TASK DATA.
//! # Record Trait
//!
//! The contract every stored model (User, Address, Order) implements to be managed by a
//! [`Table`](super::Table). Writing the table logic once against this trait gives every
//! model the same insert/update/delete/transition behaviour.
//!
//! Associated types keep the payloads apart: a `User` is created from a `UserCreate` and
//! can't be handed an `OrderCreate` by mistake. Both payloads are deserialized from
//! operation params, so they derive `Deserialize`.
//!
//! # Provided Methods (Hooks)
//! - [`Record::on_delete`]
//! - [`Record::may_transition`] / [`Record::transition`]
//!
//! The defaults allow deletion and refuse every transition.

use super::StoreError;
use domain_framework::{FieldErrors, Resource, Schema};
use serde::de::DeserializeOwned;
use serde_json::Value;
use std::fmt::Debug;

pub trait Record: Resource + Clone {
    /// Model name used in logs and in transition params.
    const MODEL: &'static str;

    /// Table name shown in query text.
    const TABLE: &'static str;

    /// Payload required to build a new record.
    type Create: DeserializeOwned + Debug;

    /// Partial payload applied by updates.
    type Update: DeserializeOwned + Debug;

    /// Assigned by the table on insert.
    fn id(&self) -> Option<u32>;

    fn assign_id(&mut self, id: u32);

    fn from_create_params(params: Self::Create) -> Self;

    fn on_update(&mut self, update: Self::Update);

    /// Validation rules of the record itself. An empty result means it can be saved.
    fn validate(&self) -> FieldErrors;

    /// Params accepted when creating the record.
    fn create_contract() -> Schema;

    /// Params accepted when updating the record, besides `id`.
    fn update_contract() -> Schema;

    /// Called before the record is removed. Returning an error keeps it.
    fn on_delete(&self) -> Result<(), StoreError> {
        Ok(())
    }

    /// Whether `event` may fire now, given the attributes it would be applied with.
    fn may_transition(&self, _event: &str, _attrs: &Value) -> bool {
        false
    }

    /// Applies a state transition; only called after `may_transition` agreed.
    fn transition(&mut self, event: &str, _attrs: &Value) -> Result<(), StoreError> {
        Err(StoreError::Refused {
            model: Self::MODEL,
            event: event.to_string(),
        })
    }
}
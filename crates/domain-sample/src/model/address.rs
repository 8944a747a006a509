use crate::store::Record;
use domain_framework::{FieldErrors, Resource, Schema, Shape};
use serde::{Deserialize, Serialize};
use serde_json::{json, Value};

/// A postal address a user can point at.
#[derive(Debug, Clone, PartialEq, Serialize, Deserialize)]
pub struct Address {
    pub id: Option<u32>,
    pub street: String,
    pub city: String,
    pub postal_code: Option<String>,
}

/// Payload for creating a new address.
#[derive(Debug, Clone, Deserialize)]
#[serde(deny_unknown_fields)]
pub struct AddressCreate {
    pub street: String,
    pub city: String,
    #[serde(default)]
    pub postal_code: Option<String>,
}

#[derive(Debug, Clone, Default, Deserialize)]
#[serde(deny_unknown_fields)]
pub struct AddressUpdate {
    pub street: Option<String>,
    pub city: Option<String>,
    pub postal_code: Option<String>,
}

impl Resource for Address {
    fn model_name(&self) -> &'static str {
        Self::MODEL
    }

    fn key(&self) -> Option<Value> {
        self.id.map(Value::from)
    }

    fn read(&self, attribute: &str) -> Option<Value> {
        match attribute {
            "id" => Some(json!(self.id)),
            "street" => Some(json!(self.street)),
            "city" => Some(json!(self.city)),
            "postal_code" => Some(json!(self.postal_code)),
            _ => None,
        }
    }

    fn errors(&self) -> FieldErrors {
        self.validate()
    }
}

impl Record for Address {
    const MODEL: &'static str = "Address";
    const TABLE: &'static str = "addresses";

    type Create = AddressCreate;
    type Update = AddressUpdate;

    fn id(&self) -> Option<u32> {
        self.id
    }

    fn assign_id(&mut self, id: u32) {
        self.id = Some(id);
    }

    fn from_create_params(params: AddressCreate) -> Self {
        Self {
            id: None,
            street: params.street,
            city: params.city,
            postal_code: params.postal_code,
        }
    }

    fn on_update(&mut self, update: AddressUpdate) {
        if let Some(street) = update.street {
            self.street = street;
        }
        if let Some(city) = update.city {
            self.city = city;
        }
        if let Some(postal_code) = update.postal_code {
            self.postal_code = Some(postal_code);
        }
    }

    fn validate(&self) -> FieldErrors {
        let mut errors = FieldErrors::new();
        if self.street.trim().is_empty() {
            errors.add("street", "must be filled");
        }
        if self.city.trim().is_empty() {
            errors.add("city", "must be filled");
        }
        errors
    }

    fn create_contract() -> Schema {
        Schema::new()
            .required("street", Shape::string().filled())
            .required("city", Shape::string().filled())
            .optional("postal_code", Shape::string().maybe())
    }

    fn update_contract() -> Schema {
        Schema::new()
            .optional("street", Shape::string().filled())
            .optional("city", Shape::string().filled())
            .optional("postal_code", Shape::string())
    }
}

TASK ITEM.
From the entries, copy every line in which the word "derive" occurs.

WRITTEN SOLUTION.
//! operation params, so they derive `Deserialize`.
#[derive(Debug, Clone, PartialEq, Serialize, Deserialize)]
#[derive(Debug, Clone, Deserialize)]
#[derive(Debug, Clone, Default, Deserialize)]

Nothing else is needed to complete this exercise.